Intel’s earnings are watched closely as a bellwether for the computing ecosystem. The news isn’t so bad for PC makers, who were braced for the worst. Market researcher IDC reported last week that first-quarter PC sales dropped 13.9 percent — the biggest quarterly fall in PC industry history — in the first quarter as consumers shifted their purchases away from PCs to mobile and tablet devices.
Due in part to weak demand for Microsoft’s Windows 8 operating system, first quarter PC sales were a disaster, IDC said last week. But Intel evidently doesn’t believe the PC industry is in such bad shape, and it noted its sales were down only 6 percent for its PC client group.
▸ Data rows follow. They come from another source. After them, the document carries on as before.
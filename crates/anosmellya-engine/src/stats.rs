//! Population and field summaries.

use std::fmt;

use serde::Serialize;

use crate::animal::Animal;

/// A snapshot of a world's population and smell fields.
///
/// Serializes to a flat JSON object keyed by field name; the averaged
/// animals carry only their genetic traits.
#[derive(Clone, Debug, Default, PartialEq, Serialize)]
pub struct Statistics {
    /// Columns in the world.
    pub world_width: u32,
    /// Rows in the world.
    pub world_height: u32,
    /// Ticks simulated so far.
    pub tick: u64,
    /// Mean genetics of living herbivores (all zero when there are none).
    pub herb_avg: Animal,
    /// Living herbivores.
    pub herb_count: u32,
    /// Mean genetics of living carnivores (all zero when there are none).
    pub carn_avg: Animal,
    /// Living carnivores.
    pub carn_count: u32,
    /// Sum of the plant field.
    pub plant_total: f64,
    /// Sum of the herb field.
    pub herb_total: f64,
    /// Sum of the carn field.
    pub carn_total: f64,
    /// Sum of the baby field.
    pub baby_total: f64,
}

impl Statistics {
    /// The snapshot as a JSON object.
    pub fn to_json(&self) -> serde_json::Value {
        serde_json::to_value(self).unwrap_or(serde_json::Value::Null)
    }

    /// Living animals of both species.
    pub fn population(&self) -> u32 {
        self.herb_count + self.carn_count
    }
}

/// Compact single-line JSON.
impl fmt::Display for Statistics {
    fn fmt(&self, f: &mut fmt::Formatter<'_>) -> fmt::Result {
        let json = serde_json::to_string(self).map_err(|_| fmt::Error)?;
        f.write_str(&json)
    }
}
Intel is the world’s biggest maker of microprocessors and the chips that go with them inside a computer.
Intel’s results weren’t so bad in the previous period, when it posted better-than-expected earnings for the fourth quarter ended Dec. 31, as PC sales weren’t as weak as forecast and server chip sales were strong. In that quarter, PC sales fell just 5 percent. Over the past year, Intel’s stock price has fallen 22 percent.
Intel’s earnings per share were 40 cents on revenue of $12.60 billion. Analysts expected Intel to report net income of 41 cents per share on sales of $12.61 billion. And before the results, analysts were looking for earnings of 40 cents on sales of $12.9 billion for the second quarter ending June 30. Intel now expects sales of $12.9 billion, and gross profit margins of 58 percent.
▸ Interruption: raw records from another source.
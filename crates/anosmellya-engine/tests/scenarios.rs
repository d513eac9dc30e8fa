//! Integration tests: hand-built scenarios run through `World::simulate`.

mod common;

use anosmellya_core::{FluidKind, Species, Vec2};
use anosmellya_engine::{Animal, Config, World};

use common::{census, empty_world, inert, place, quiet_config};

// ── Reproduction ────────────────────────────────────────────────────

#[test]
fn receptive_occupant_becomes_mother() {
    let mut world = empty_world(8, 8);
    place(&mut world, 2, 2, inert(Species::Herbivore, 120.0, Vec2::new(0.6, 0.0)));
    place(&mut world, 3, 2, inert(Species::Herbivore, 150.0, Vec2::ZERO));
    world.simulate();

    assert_eq!(world.last_metrics().births, 1);
    // The occupant is receptive, so the search starts east of (3, 2).
    let kid = world.animals().at(4, 2);
    assert!(kid.is_present);
    assert_eq!(kid.species(), Species::Herbivore);
    assert_eq!(kid.food, 40.0);
    assert_eq!(kid.age, 0, "a child born ahead of the scan is skipped once");
    assert_eq!(kid.pos, Vec2::new(4.5, 2.5));

    // Mother paid for the child, then ticked.
    assert_eq!(world.animals().at(3, 2).food, 150.0 - 40.0 - 1.0);
    // The mover bounced back to its own tile.
    assert!(world.animals().at(2, 2).is_present);
    assert_eq!(census(&world).len(), 3);
}

#[test]
fn child_takes_mothers_species() {
    let mut world = empty_world(8, 8);
    place(&mut world, 5, 5, inert(Species::Carnivore, 120.0, Vec2::new(0.0, 0.6)));
    place(&mut world, 5, 6, inert(Species::Carnivore, 150.0, Vec2::ZERO));
    world.simulate();
    assert_eq!(world.last_metrics().births, 1);
    let kid = world.animals().at(6, 6);
    assert!(kid.is_present && kid.is_carn);
}

#[test]
fn unreceptive_pair_has_no_child() {
    let mut world = empty_world(8, 8);
    place(&mut world, 2, 2, inert(Species::Herbivore, 50.0, Vec2::new(0.6, 0.0)));
    place(&mut world, 3, 2, inert(Species::Herbivore, 50.0, Vec2::ZERO));
    world.simulate();
    assert_eq!(world.last_metrics().births, 0);
    assert_eq!(census(&world).len(), 2);
}

#[test]
fn surrounded_mother_has_no_child() {
    let mut world = empty_world(8, 8);
    place(&mut world, 2, 3, inert(Species::Herbivore, 120.0, Vec2::new(0.6, 0.0)));
    place(&mut world, 3, 3, inert(Species::Herbivore, 150.0, Vec2::ZERO));
    // East, north and south of the mother; west is the mover.
    for (x, y) in [(4, 3), (3, 2), (3, 4)] {
        place(&mut world, x, y, inert(Species::Herbivore, 10.0, Vec2::ZERO));
    }
    world.simulate();
    assert_eq!(world.last_metrics().births, 0);
    assert_eq!(census(&world).len(), 5);
}

#[test]
fn child_food_never_drives_mother_negative() {
    let mut world = empty_world(8, 8);
    // The mover is the receptive parent with exactly its threshold left
    // after the tick's food cost, and wants to give more than it has.
    let mut mover = inert(Species::Herbivore, 101.0, Vec2::new(0.6, 0.0));
    mover.baby_food = 500.0;
    place(&mut world, 2, 2, mover);
    place(&mut world, 3, 2, inert(Species::Herbivore, 10.0, Vec2::ZERO));
    world.simulate();

    assert_eq!(world.last_metrics().births, 1);
    let mother = world.animals().at(2, 2);
    assert!(mother.is_present);
    assert_eq!(mother.food, 0.0);
    // East of the mother is the occupant, so the child goes north.
    let kid = world.animals().at(2, 1);
    assert_eq!(kid.food, 100.0);
}

// ── Predation ───────────────────────────────────────────────────────

#[test]
fn fleeing_herbivore_feeds_carnivore() {
    let config = Config {
        carn_eat_portion: 0.25,
        carn_efficiency: 0.5,
        ..quiet_config()
    };
    let mut world = World::new(8, 8, 1, config, 1).unwrap();
    // The herbivore runs into the carnivore; the carnivore still eats.
    place(&mut world, 1, 1, inert(Species::Herbivore, 81.0, Vec2::new(0.6, 0.0)));
    place(&mut world, 2, 1, inert(Species::Carnivore, 11.0, Vec2::ZERO));
    world.simulate();

    assert_eq!(world.last_metrics().attacks, 1);
    let herb = world.animals().at(1, 1);
    let carn = world.animals().at(2, 1);
    assert_eq!(herb.food, 80.0 - 20.0);
    assert_eq!(carn.food, 11.0 + 10.0 - 1.0);
}

// ── Death ───────────────────────────────────────────────────────────

#[test]
fn animals_die_at_lifespan() {
    let config = Config {
        lifespan: 3.0,
        ..quiet_config()
    };
    let mut world = World::new(4, 4, 1, config, 1).unwrap();
    place(&mut world, 1, 1, inert(Species::Herbivore, 50.0, Vec2::ZERO));
    world.simulate();
    world.simulate();
    assert!(world.animals().at(1, 1).is_present);
    world.simulate();
    assert!(!world.animals().at(1, 1).is_present);
    assert_eq!(world.last_metrics().deaths, 1);
}

#[test]
fn animals_die_when_food_runs_out() {
    let mut world = empty_world(4, 4);
    place(&mut world, 1, 1, inert(Species::Carnivore, 1.5, Vec2::ZERO));
    world.simulate();
    assert!(world.animals().at(1, 1).is_present);
    world.simulate();
    assert!(!world.animals().at(1, 1).is_present);
}

#[test]
fn vacated_and_dead_slots_carry_no_genetics() {
    let mut world = empty_world(6, 6);
    let mut wanderer = Animal::herbivore();
    wanderer.vel = Vec2::new(1.0, 0.0);
    wanderer.vel_aff = Default::default();
    place(&mut world, 1, 1, wanderer);
    let mut doomed = Animal::carnivore();
    doomed.food = 0.5;
    place(&mut world, 4, 4, doomed);
    world.simulate();
    assert_eq!(*world.animals().at(4, 4), Animal::default());
    assert_eq!(*world.animals().at(1, 1), Animal::default());
}

// ── Fields ──────────────────────────────────────────────────────────

#[test]
fn empty_world_accumulates_placed_plants() {
    let config = Config {
        plant_place_chance: 0.01,
        plant_place_amount: 10.0,
        plant_evap: 0.0,
        ..quiet_config()
    };
    let (width, height, ticks) = (64u32, 64u32, 200u32);
    let mut world = World::new(width, height, 77, config.clone(), 1).unwrap();
    let mut placements = 0u64;
    for _ in 0..ticks {
        world.simulate();
        placements += world.last_metrics().plant_placements as u64;
    }
    let expected = ticks as f64
        * (width * height) as f64
        * config.plant_place_chance as f64
        * config.plant_place_amount as f64;
    let total = world.statistics().plant_total;
    assert!(
        (total - expected).abs() < expected * 0.02,
        "total {total} vs expected {expected}"
    );
    // Dispersal moves plant around but never loses it.
    let placed = placements as f64 * config.plant_place_amount as f64;
    assert!((total - placed).abs() < placed * 1e-3, "{total} vs {placed}");
}

#[test]
fn scent_fields_decay_without_animals() {
    let mut world = empty_world(10, 10);
    *world.field_mut(FluidKind::Herb).at_mut(5, 5) = 100.0;
    *world.field_mut(FluidKind::Baby).at_mut(5, 5) = 100.0;
    for _ in 0..20 {
        world.simulate();
    }
    let stats = world.statistics();
    assert!(stats.herb_total < 100.0 && stats.herb_total > 90.0);
    assert!(stats.baby_total < stats.herb_total, "baby evaporates faster");
}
“Amid market softness, Intel performed well in the first quarter, and I’m excited about what lies ahead for the company,” said Paul Otellini, Intel president and CEO, said in a statement. “We shipped our next generation PC microprocessors, introduced a new family of products for microservers, and will ship our new tablet and smartphone microprocessors early this quarter. We are working with our customers to introduce innovative new products across multiple operating systems. The transition to 14nm technology this year will significantly increase the value provided by Intel architecture and process technology for our customers and in the marketplace.”
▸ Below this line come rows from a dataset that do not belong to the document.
//! Shared builders for engine integration tests.

#![allow(dead_code)]

use anosmellya_core::{Species, Vec2};
use anosmellya_engine::{Animal, Config, World};

/// No founders, no plant placement, no mutation, no friction.
pub fn quiet_config() -> Config {
    Config {
        initial_animal_chance: 0.0,
        plant_place_chance: 0.0,
        mutate_chance: 0.0,
        friction: 0.0,
        ..Config::default()
    }
}

/// An empty single-threaded world with [`quiet_config`].
pub fn empty_world(width: u32, height: u32) -> World {
    World::new(width, height, 1, quiet_config(), 1).unwrap()
}

/// A present animal with no affinities: it only drifts with `vel`.
pub fn inert(species: Species, food: f32, vel: Vec2) -> Animal {
    Animal {
        is_present: true,
        is_carn: species.is_carn(),
        food,
        vel,
        baby_threshold: 100.0,
        baby_food: 40.0,
        baby_smell_amount: 1.0,
        ..Animal::default()
    }
}

/// Put `an` on `(x, y)`, centred in the tile.
pub fn place(world: &mut World, x: u32, y: u32, mut an: Animal) {
    an.pos = Vec2::new(x as f32 + 0.5, y as f32 + 0.5);
    *world.animal_mut(x, y) = an;
}

/// Every present animal as `(x, y, animal)`.
pub fn census(world: &World) -> Vec<(u32, u32, Animal)> {
    world
        .animals()
        .iter()
        .filter(|(_, _, an)| an.is_present)
        .map(|(x, y, an)| (x, y, *an))
        .collect()
}
//! Test fixtures for Anosmellya development.
//!
//! Field painters for building small, fully specified smell fields
//! ([`field_with`], [`spike`], [`ramp`]) and seeded noise fields for
//! property tests and benchmarks ([`noise_field`]).

#![forbid(unsafe_code)]
#![allow(missing_docs)]
#![deny(rustdoc::broken_intra_doc_links)]

pub mod fixtures;

pub use fixtures::{field_with, noise_field, ramp, spike, Axis};
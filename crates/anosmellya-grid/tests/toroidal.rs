//! Property tests for toroidal addressing.

use anosmellya_grid::Grid;
use proptest::prelude::*;

fn numbered(width: u32, height: u32) -> Grid<u32> {
    let mut g = Grid::filled(width, height, 0u32).unwrap();
    for (i, tile) in g.as_mut_slice().iter_mut().enumerate() {
        *tile = i as u32;
    }
    g
}

proptest! {
    #[test]
    fn translate_matches_euclidean_modulo(
        width in 1u32..40,
        height in 1u32..40,
        x_seed in any::<u32>(),
        y_seed in any::<u32>(),
        ox in any::<i32>(),
        oy in any::<i32>(),
    ) {
        let g = numbered(width, height);
        let x = x_seed % width;
        let y = y_seed % height;

        let ex = (x as i64 + ox as i64).rem_euclid(width as i64) as u32;
        let ey = (y as i64 + oy as i64).rem_euclid(height as i64) as u32;

        prop_assert_eq!(g.translate(x, y, ox, oy), (ex, ey));
        prop_assert_eq!(*g.at_translated(x, y, ox, oy), *g.at(ex, ey));
    }

    #[test]
    fn small_translate_agrees_with_translate(
        width in 1u32..40,
        height in 1u32..40,
        x_seed in any::<u32>(),
        y_seed in any::<u32>(),
        ox_seed in any::<i32>(),
        oy_seed in any::<i32>(),
    ) {
        let g = numbered(width, height);
        let x = x_seed % width;
        let y = y_seed % height;
        let ox = ox_seed % width as i32;
        let oy = oy_seed % height as i32;

        prop_assert_eq!(g.small_translate(x, y, ox, oy), g.translate(x, y, ox, oy));
    }

    #[test]
    fn translate_round_trips(
        width in 1u32..40,
        height in 1u32..40,
        x_seed in any::<u32>(),
        y_seed in any::<u32>(),
        ox in -1000i32..1000,
        oy in -1000i32..1000,
    ) {
        let g = numbered(width, height);
        let x = x_seed % width;
        let y = y_seed % height;
        let (tx, ty) = g.translate(x, y, ox, oy);
        prop_assert_eq!(g.translate(tx, ty, -ox, -oy), (x, y));
    }
}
Intel also has a strong business in server chips, which accounted for $10.7 billion of its $53 billion in revenues last year. In after-hours trading, Intel’s stock price was up 2.17 percent.
In the first quarter, Intel had previously predicted revenue of $12.7 billion, 58 percent gross margins, and MG&A spending of $4.6 billion.
Intel has been expecting low single-digit revenue increases for 2013, with gross margins at 60 percent. Those expectations remain unchanged. Capital spending was previously targeted at $13 billion, but that has now been revised downward to $12 billion.
Intel is shifting to meet mobile device demand. It has created laptop chips that dissipate as little as 7 watts, and its code-named Haswell processor coming mid-year is expected to be even better at power consumption. At the Consumer Electronics Show in Las Vegas, Intel said it was working with seven major vendors of smartphones who have launched Intel-based smartphones in 25 countries. But the revenue from those deals is a drop in the bucket compared to the revenues Intel gets from the PC chip business.
Otellini, 62, is retiring early from his job (Intel’s mandatory retirement age is 65). His successor has not yet been named.
During the first quarter, the PC Client Group’s revenue was $8.0 billion, down 6.6 percent from the prior quarter and down 6 percent from a year ago. Data Center group revenue was $2.6 billion, down 6.9 percent sequentially and up 7.5 percent from a year ago. Other Intel architecture revenue was $1.0 billion, down 3.9 percent sequentially and down 9 percent from a year ago. Gross profit margin was 56 percent, down 2 percentage points sequentially and down 8 percentage points from a year ago. Research and development plus MG&A spending in the quarter was $4.5 billion, in line with expectations of $4.6 billion.